In India, community and locality binds us. In US, that is gone so shared experiences binds us until the community is big enough to bind us. But nationality will never bind us. Even in India it takes a war to share a sentiment but even then only certain communities bind.
Bottom line, our identity in US is based on money making so no matter what friction will always exist due to comparison. Even American Born Desis chase non-desis so doubt that binding will happen anything soon.
The sad part is the unhealthy competition in US just makes it worse to bond. Everyone is either envious of the person who already has a GC or a high paying job. Recently I experienced a Deloitte leader envious of a junior US born desi on how he was coasting vs the struggle they had. I was like this thinking will never make us one.
Rising Star
You are forgetting India Pak wars or cricket matches 🤣
Good point. Well, given what we saw from “harbingers of peace” declaring one-sidedly “SayNoToWar” during Op Sindoor, I’d say this example only reinforces the hypothesis. I don’t take the cricket enterprise seriously. The irony that ICC is led by JS doesn’t escape me either. Which is why I think the community needs to wake up and smell the coffee.
This is such an interesting conversation of we approach it from curiosity. I have almost felt that community build on socio economic status. So, even in India, you would have community more aligned to SES despite region/religion/language. Similarly, I have observed that ABDs bond based on SES irrespective of immigration status. Might be my person opinion and observation, but after a threshold, MPC (money, power and contacts) leads to community build than immigration/religion/language/birth country. Elitist in India bond over shared goals and have no concern whether American economy goes down the drain, while Americans (I will never refer them as desi as it's not fair to them. They are majorly coconuts who just share the skin color but not really the same upbringing as most in India so it's unfair to both to be clubbed into same bucket) have no concern regarding tariffs imposed on India. It's really fair and atleast I see this in other communities as well. Not all Jews bond for common goal (Hasidic vs Modern Jews have totally different community values and bonding).... overall it all comes down to MPC
Pro
I'd say me being Bengali and being from a trader caste myself there might be long standing networks of relationships between "old money" families regardless of Sindhi, Marwari, gujarati or Bengali (I speak for Kolkata - don't know the Delhi experience but I have no reason to not believe you )

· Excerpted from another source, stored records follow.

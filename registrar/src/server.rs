use std::ffi::OsString;
use std::future::Future;
use std::io;
use std::sync::Arc;

use tokio::net::TcpListener;
use tokio::task::JoinHandle;
use tokio_util::sync::CancellationToken;
use tracing::{error, info};

use crate::client::{EurekaClient, RegistryClient};
use crate::config::Config;
use crate::error::ServeError;
use crate::identity::InstanceIdentity;
use crate::metrics::setup_metrics_recorder;
use crate::registration::register_until_acknowledged;
use crate::renewal::renew_forever;
use crate::router;

/// Handles to the background registration and renewal tasks.
pub struct Registrar {
    pub registration: JoinHandle<()>,
    pub renewal: JoinHandle<()>,
}

/// Launch registration and renewal for `identity` as independent tasks.
///
/// Neither task blocks the caller. Both stop when `cancel` fires.
pub fn spawn_registrar(
    client: Arc<dyn RegistryClient>,
    identity: Arc<InstanceIdentity>,
    config: &Config,
    cancel: CancellationToken,
) -> Registrar {
    let registration = {
        let client = client.clone();
        let identity = identity.clone();
        let retry_delay = config.registration_retry_delay.0;
        let cancel = cancel.clone();
        tokio::spawn(async move {
            if register_until_acknowledged(client.as_ref(), &identity, retry_delay, cancel)
                .await
                .is_none()
            {
                info!("eureka registration cancelled before acknowledgement");
            }
        })
    };

    let renewal = {
        let interval = config.renewal_interval.0;
        tokio::spawn(async move {
            renew_forever(client.as_ref(), &identity, interval, cancel).await;
        })
    };

    Registrar {
        registration,
        renewal,
    }
}

/// Resolve this instance's identity, start registering it, and serve HTTP on
/// `listener` until `shutdown` resolves.
///
/// Fails before serving anything if the identity cannot be resolved.
pub async fn serve<F>(config: Config, listener: TcpListener, shutdown: F) -> Result<(), ServeError>
where
    F: Future<Output = ()> + Send + 'static,
{
    serve_with_host_name(config, listener, shutdown, hostname::get).await
}

async fn serve_with_host_name<F, H>(
    config: Config,
    listener: TcpListener,
    shutdown: F,
    host_name: H,
) -> Result<(), ServeError>
where
    F: Future<Output = ()> + Send + 'static,
    H: FnOnce() -> io::Result<OsString>,
{
    let identity = Arc::new(InstanceIdentity::resolve_with(&config, host_name)?);
    info!("registering as {}", identity.instance_id());

    let client = EurekaClient::new(config.eureka_server()?, config.request_timeout.0)?;

    // Don't install metrics unless asked to
    let recorder_handle = if config.export_prometheus {
        match setup_metrics_recorder() {
            Ok(handle) => Some(handle),
            Err(e) => {
                error!("failed to install metrics recorder: {}", e);
                None
            }
        }
    } else {
        None
    };
    let app = router::router(recorder_handle);

    let cancel = CancellationToken::new();
    let registrar = spawn_registrar(Arc::new(client), identity, &config, cancel.clone());

    info!("listening on {:?}", listener.local_addr()?);
    let result = axum::serve(listener, app)
        .with_graceful_shutdown(shutdown)
        .await;

    cancel.cancel();
    for task in [registrar.registration, registrar.renewal] {
        if let Err(e) = task.await {
            error!("registry task failed: {}", e);
        }
    }

    Ok(result?)
}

So I guess what you're saying is - if you're wealthy and well connected - money connects people. What connects a salaried middle class telegu person to Marwari despite both being Indians and Hindu ?
OP - as an ABD who has a family. I try to teach my children the values I was raised with, the traditions from my family and pass on our religion. My family all look like we are Indian. But at the end of the day, we are all American.
Where I struggle with immigrants from India, is that there is an attachment to a country that I do not share, that they are so desperately trying to pass on to their children. So it’s difficult to feel a sense of ‘we are the same’.
At the end of the day, the living in a country where everyone looked liked you is a luxury you may have had, that I will never have in my life and neither will my kids. So I need to hold on to what is important while also thriving in an environment while I will always be visually different.
So the attachment to a country where I have never lived, makes it difficult to be a community. I prefer the attachment and community of my religion which has no borders.
They are the same religion as me. But to me, the religion and the country do not have to be one and the same.